Templates live in the CLI package under cli/src/templates. Each template has:

  • A template id – top‑level folder and manifest.
  • One or more variants – concrete projects for a framework / language combo.
  • A generated registrysrc/config/templates.json, built from all manifests.
1
Create template folder
Add src/templates/<template-id>
2
Add template.json
Describe template & variants
3
Create variant directories
Add Foundry / Hardhat scaffolds
4
Regenerate registry
Run npm run build:templates

Prerequisites

From the cli directory:

npm install

npm run build:templates

You also need:

  • Node.js 20 or higher.
  • A basic understanding of Foundry and/or Hardhat layouts. (You can always refer to the default template)

Test the CLI locally

npm link

This will create a symlink to the CLI in your global node_modules directory.
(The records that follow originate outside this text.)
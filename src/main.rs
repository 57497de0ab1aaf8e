//! intercept-proxy binary.
//!
//! Runs the proxy engine with identity hooks: every request is forwarded
//! untouched and CONNECT tunnels are terminated with the configured (or
//! built-in localhost) identity. Useful for trying the engine out and as a
//! template for embedding.

use std::net::SocketAddr;
use std::path::PathBuf;
use std::time::Duration;

use clap::Parser;

use intercept_proxy::config::{load_config, ProxyConfig};
use intercept_proxy::lifecycle::wait_for_signal;
use intercept_proxy::observability::{logging, metrics};
use intercept_proxy::{Proxy, ProxyEvent, ProxyHooks};

/// Grace period for in-flight connections after a shutdown signal.
const DRAIN_TIMEOUT: Duration = Duration::from_secs(10);

#[derive(Debug, Parser)]
#[command(name = "intercept-proxy")]
#[command(about = "Intercepting HTTP/HTTPS forwarding proxy", long_about = None)]
struct Cli {
    /// TOML configuration file.
    #[arg(short, long)]
    config: Option<PathBuf>,

    /// Override `listener.bind_address`.
    #[arg(short, long)]
    bind: Option<String>,
}

#[tokio::main]
async fn main() -> Result<(), Box<dyn std::error::Error>> {
    let cli = Cli::parse();

    let mut config = match &cli.config {
        Some(path) => load_config(path)?,
        None => ProxyConfig::default(),
    };
    if let Some(bind) = cli.bind {
        config.listener.bind_address = bind;
    }

    logging::init(&config.observability)?;
    tracing::info!("intercept-proxy v{} starting", env!("CARGO_PKG_VERSION"));

    if config.observability.metrics_enabled {
        match config.observability.metrics_address.parse::<SocketAddr>() {
            Ok(addr) => metrics::init_metrics(addr)?,
            Err(_) => tracing::error!(
                metrics_address = %config.observability.metrics_address,
                "Failed to parse metrics address"
            ),
        }
    }

    let bind: SocketAddr = config.listener.bind_address.parse()?;
    let proxy = Proxy::new(config, ProxyHooks::default())?;
    proxy.subscribe(|event| match event {
        ProxyEvent::Request(request) => {
            tracing::info!(method = %request.method, target = %request.target, "Request");
        }
        ProxyEvent::Connection(decrypted) => {
            tracing::info!(authority = %decrypted.authority, "Tunnel decrypted");
        }
        ProxyEvent::Error { error, context } => {
            tracing::warn!(%context, error = %error, "Proxy error");
        }
        _ => {}
    });

    let local_addr = proxy.listen(bind).await?;
    tracing::info!(address = %local_addr, "Listening for connections");

    wait_for_signal().await;

    proxy.close().await;
    if !proxy.wait_until_idle(DRAIN_TIMEOUT).await {
        tracing::warn!(
            remaining = proxy.active_connections(),
            "Drain timeout reached, closing remaining connections"
        );
        proxy.close_all_connections();
    }
    tracing::info!("Shutdown complete");
    Ok(())
}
You can then test the CLI by running:

compose --help

1. Create the Template Folder

Templates are grouped by template id:

  • Root folder: cli/src/templates/&lt;template-id&gt;
  • Example: cli/src/templates/erc721

Choose an id that is:

  • Short and descriptive, e.g. erc721, erc20, example-counter.
  • Stable, because users reference it via --template <template-id>.

2. Add template.json

Create a manifest at:

  • cli/src/templates/<template-id>/template.json

This file declares:

  • id – must match the folder name and CLI --template value.
  • name – human‑readable label shown in compose templates.
  • description – short explanation of what the template includes.
  • variants – list of variant ids (see next section).
  • compatibility.frameworks – supported frameworks (foundry, hardhat).

Example:

{
"id": "erc721",
"name": "ERC-721 Diamond",
"description": "Diamond project with an ERC-721 facet",
"variants": [
"erc721-foundry",
"erc721-hardhat-minimal"
],
"compatibility": {
"frameworks": ["foundry", "hardhat"]
}
}
Validation is automatic

The npm run build:templates script validates all template.json files and regenerates the registry. If something is wrong, the build will fail.

3. Create Variant Directories

Each variant id maps to a concrete folder on disk:

  • Foundry
    • Variant id: <template-id>-foundry
    • Path: cli/src/templates/<template-id>/foundry
  • Hardhat (framework‑only)
    • Variant id: <template-id>-hardhat
    • Path: cli/src/templates/<template-id>/hardhat
  • Hardhat with project type (language/layout)
    • Variant id: <template-id>-hardhat-<project-type>
    • Path: cli/src/templates/<template-id>/hardhat/ts/<project-type> for TypeScript
    • Path: cli/src/templates/<template-id>/hardhat/js/<project-type> for JavaScript

Inside each variant directory, add the full scaffolded project:

  • Contracts, config files, scripts, tests, etc.
  • Any README or notes specific to that template.
Language detection

The CLI knows the language from the variant path. For Foundry templates, only the framework is set.

4. Regenerate the Template Registry

Whenever you add or modify templates, rebuild the registry from the cli directory by running:

npm run build:templates

  • Scans all src/templates/**/template.json manifests.
  • Validates ids, variants, and compatibility fields.
  • Regenerates src/config/templates.json used by the CLI.

If the command fails, fix the manifest or folder layout until the build succeeds.


5. Verify Your Template

First, list templates via the local CLI:

node index.js templates

Check that:

  • Your template id appears in the list.
  • All variants are listed with the expected framework and language.

Then scaffold a project using your new template:

compose init \
--name my-test-project \
--template <template-id> \
--framework <framework> \
--yes

From inside the generated project, run the usual framework commands:

  • For Foundry: forge build, forge test
  • For Hardhat: npm test, npx hardhat test, etc.

Review Checklist

Before opening a pull request:

  • Template structure
    • cli/src/templates/<template-id> exists.
    • template.json is valid and matches the folder name.
    • All variant ids map to real directories.
  • Registry & CLI
    • npm run build:templates passes.
    • node index.js templates shows the new template and variants.
    • node index.js init ... successfully scaffolds a project.
  • Quality
    • Template files follow existing code style and project layout.
    • Dependencies are minimal and justified.
    • Any README or comments clearly explain what the template demonstrates.